1. Between two given lines it is required to find two other lines such that all four will form a continuous proportion.
• Kasir's Notes:
• AB : x = x : y = y : BC
•  In the parabola BDE,  HD^2 = BT^2 = BH * BC,  Hence  BC : BT = BT :HT.
• In the parabola BDZ,  DT^2 = HB^2 = BA * BT,  Hence  BT : HB = HB :BA.
• Consequently,  BC:BT = BT : HB = HB : BA  or AB: BH = BH : BT =  BT: BC.

2. Given the rectangular parallepiped ABCDE, whose base is the square AD, and the square MH, construct on MH a rectangular parallelpiped equal to ABCDE.

3. Given the solid ABCD whose base AC is a square, it is required to construct a solid whose base is a square, whose height  is equivalent to a given line ET, and which  is equal to the solid ABCD.

4. After these preliminary proofs we shall be able to give the solution of the third species of the simple equations, a cube is equal to a number.

## Eves*: Solution of the cubic equation :x^3 + b^2x + a^3 = cx^2.

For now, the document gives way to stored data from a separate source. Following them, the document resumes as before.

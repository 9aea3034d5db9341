use askama::Template;

/// NewsML 1.1 envelope around one news item.
/// `headline` and `body` go into CDATA sections and must already be CDATA-safe.
#[derive(Template)]
#[template(path = "newsml/feed.xml")]
pub struct NewsmlTemplate {
    pub transmission_id: String,
    pub sent_at: String,
    pub date_id: String,
    pub headline: String,
    pub body: String,
}
use std::time::Duration;

use reqwest::{Method, RequestBuilder, Response};
use serde::de::DeserializeOwned;

use super::CampaignProvider;
use super::types::*;
use crate::config::MailchimpConfig;
use crate::errors::AppError;
use crate::retry::RetryPolicy;

/// Marketing API 3.0 client. Campaign deletion goes through the injected retry
/// policy because the API refuses to delete a campaign that is still sending.
#[derive(Clone)]
pub struct MailchimpClient {
    client: reqwest::Client,
    base_url: String,
    api_key: String,
    list_id: String,
    delete_retry: RetryPolicy,
}

impl MailchimpClient {
    pub fn new(config: &MailchimpConfig) -> Result<Self, AppError> {
        let client = reqwest::Client::builder()
            .timeout(Duration::from_secs(60))
            .build()?;
        Ok(Self {
            client,
            base_url: format!("https://{}.api.mailchimp.com/3.0", config.server),
            api_key: config.api_key.clone(),
            list_id: config.list_id.clone(),
            delete_retry: config.delete_retry,
        })
    }

    fn request(&self, method: Method, path: &str) -> RequestBuilder {
        self.client
            .request(method, format!("{}/{}", self.base_url, path.trim_start_matches('/')))
            .basic_auth("anystring", Some(&self.api_key))
    }

    async fn check(resp: Response) -> Result<Response, AppError> {
        let status = resp.status();
        if status.is_success() {
            return Ok(resp);
        }
        let text = resp.text().await.unwrap_or_default();
        let message = match serde_json::from_str::<ProblemDetail>(&text) {
            Ok(p) if !p.detail.is_empty() => format!("{status} {}: {}", p.title, p.detail),
            _ => format!("{status}: {text}"),
        };
        Err(AppError::Provider(message))
    }

    async fn send_json<T: DeserializeOwned>(&self, builder: RequestBuilder) -> Result<T, AppError> {
        let resp = Self::check(builder.send().await?).await?;
        Ok(resp.json::<T>().await?)
    }

    async fn send_empty(&self, builder: RequestBuilder) -> Result<(), AppError> {
        Self::check(builder.send().await?).await.map(|_| ())
    }
}

impl CampaignProvider for MailchimpClient {
    async fn ping(&self) -> Result<(), AppError> {
        self.send_empty(self.request(Method::GET, "ping")).await
    }

    async fn create_template(&self, name: &str, html: &str) -> Result<u64, AppError> {
        log::info!("Creating Mailchimp template {name:?}");
        let body = serde_json::json!({ "name": name, "html": html });
        let created: CreatedTemplate = self
            .send_json(self.request(Method::POST, "templates").json(&body))
            .await?;
        log::info!("Created Mailchimp template {}", created.id);
        Ok(created.id)
    }

    async fn delete_template(&self, template_id: u64) -> Result<(), AppError> {
        self.send_empty(self.request(Method::DELETE, &format!("templates/{template_id}")))
            .await
    }

    async fn interests(&self, category_id: &str) -> Result<Vec<Interest>, AppError> {
        let path = format!(
            "lists/{}/interest-categories/{category_id}/interests",
            self.list_id
        );
        let list: InterestList = self
            .send_json(self.request(Method::GET, &path).query(&[("count", "100")]))
            .await?;
        Ok(list.interests)
    }

    async fn create_campaign(&self, campaign: &NewCampaign) -> Result<Campaign, AppError> {
        let created: Campaign = self
            .send_json(self.request(Method::POST, "campaigns").json(campaign))
            .await?;
        log::info!("Created Mailchimp campaign {}", created.id);
        Ok(created)
    }

    async fn send_campaign(&self, campaign_id: &str) -> Result<(), AppError> {
        self.send_empty(self.request(Method::POST, &format!("campaigns/{campaign_id}/actions/send")))
            .await
    }

    async fn campaign(&self, campaign_id: &str) -> Result<serde_json::Value, AppError> {
        self.send_json(self.request(Method::GET, &format!("campaigns/{campaign_id}")))
            .await
    }

    async fn campaign_content(&self, campaign_id: &str) -> Result<String, AppError> {
        let content: CampaignContent = self
            .send_json(self.request(Method::GET, &format!("campaigns/{campaign_id}/content")))
            .await?;
        Ok(content.html)
    }

    async fn delete_campaign(&self, campaign_id: &str) -> Result<(), AppError> {
        let path = format!("campaigns/{campaign_id}");
        self.delete_retry
            .run(&format!("Deleting Mailchimp campaign {campaign_id}"), |_| {
                self.send_empty(self.request(Method::DELETE, &path))
            })
            .await
    }
}
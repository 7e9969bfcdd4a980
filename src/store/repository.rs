//! Repository collaborator shared by all storage backends.

use async_trait::async_trait;
use thiserror::Error;

use super::entity::Entity;

/// Row predicate passed to lookups.
pub type Predicate<'a, E> = &'a (dyn Fn(&E) -> bool + Send + Sync);

/// Storage failures. A lookup miss is never an error.
#[derive(Debug, Error)]
pub enum StoreError {
    #[error("duplicate `{column}` = `{value}` in `{table}`")]
    Duplicate {
        table: &'static str,
        column: &'static str,
        value: String,
    },

    #[error("no row with id {id} in `{table}`")]
    UnknownId { table: &'static str, id: String },

    #[error("seed file `{0}` is invalid")]
    Seed(std::path::PathBuf, #[source] toml::de::Error),

    #[error("IO error when reading `{0}`")]
    Io(std::path::PathBuf, #[source] std::io::Error),

    #[error("storage backend error: {0}")]
    Backend(String),
}

/// Query/insert/update surface over one entity table.
#[async_trait]
pub trait Repository<E: Entity>: Send + Sync {
    /// First row matching `predicate`, in identity order.
    fn get(&self, predicate: Predicate<'_, E>) -> Option<E>;

    /// Asynchronous form of [`get`](Self::get).
    async fn get_async(&self, predicate: Predicate<'_, E>) -> Option<E>;

    /// Insert a new row, assigning its identity. Returns the stored row.
    fn insert(&self, entity: E) -> Result<E, StoreError>;

    /// Replace the row with the same identity.
    fn update(&self, entity: E) -> Result<(), StoreError>;

    /// Every row, in identity order.
    fn all(&self) -> Vec<E>;
}
//! `[store]` section configuration.

use std::path::PathBuf;

use super::defaults;
use educe::Educe;
use serde::{Deserialize, Serialize};

/// `[store]` section in tessera.toml - where pages and widgets come from.
///
/// # Example
/// ```toml
/// [store]
/// seed = "seed.toml"
/// database = "tessera.redb"  # only with the `persist` feature
/// ```
#[derive(Debug, Clone, Educe, Serialize, Deserialize)]
#[educe(Default)]
#[serde(deny_unknown_fields)]
pub struct StoreConfig {
    /// TOML file of `[[pages]]`, `[[layouts]]` and `[[widgets]]` loaded at startup.
    #[serde(default = "defaults::store::seed")]
    #[educe(Default = defaults::store::seed())]
    pub seed: Option<PathBuf>,

    /// Embedded database file. Without it, stores live in memory.
    #[serde(default = "defaults::store::database")]
    #[educe(Default = defaults::store::database())]
    pub database: Option<PathBuf>,
}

"First of all, by the basic construction, find the segment z such that b:a = a : z.  Then, again by the basic construction, find line segment m such that b:z=a:m. we easily find that  m = a^3/b^2. Now,...,
construct AB = m =
= a^3/b^2 and BC = c. Draw a semicircle on AC as diameter  and let the perpendicular to AC at B cut it in D. On BD mark off BE = b and through E draw EF parallel to AC.
By the basic construction, find G on BC such that ED:BE=AB:BG and complete the rectangle DBGH. Through H draw thwe rectangular hyperbola having EF and ED for asymptotes (that is, the hyperbola through H whose equation with respect to EF and ED as x and  y axes is of the form  xy = a constant). Let the hyperbola cut the semicircle  in J , and let the parallel to DE through J cut EF in K and BC in L. Let GH cut EF in M.  Now:
1. Since J and H are on the Hyperbola,
(EK)(KJ) = (EM)(MH).
2. Since ED:BE = AB:BG, we have
(BG)(ED) = (BE)(AB).
3. Therefore, from (1) and (2),
(EK)(KJ) = (EM)(MH) = (BG)(ED) = (BE)(AB).
4. Now (BL)(LJ) = (EK)(BE + KJ)= (EK)(BE) + (EK)(KJ) = (EK)(BE) + (AB)(BE) ( by [3]) = (BE)(EK + AB)=(BE) (AL),
whence, (BL)^2 (LJ)^2 = (BE)^2(AL)^2
5. But, from elementary geometry,
(LJ)^2 = (AL)(LC)
6. Therefore, from (4) and (5), (BE)^2(AL)= (BL)^2(LC), or
(BE)^2(BL + AB) = (BL)^2(BC-BL).
7. Setting BE= b, AB =  a^3/b^2, BC = c in (6), we obtain b^2(BL + a^3/b^2) = (BL)^2(c - BL).
8. Expanding the last equation in (7), and arranging terms, we find

(BL)^3 + b^2(BL) + a^3 = c (BL)^2, and it follows that BL= x, a root of the given equation."
Eves, Howard. "Omar Khayyam's Solution of Cubic Equations", Mathematics Teacher 51 (Apr., 1958): 285-86.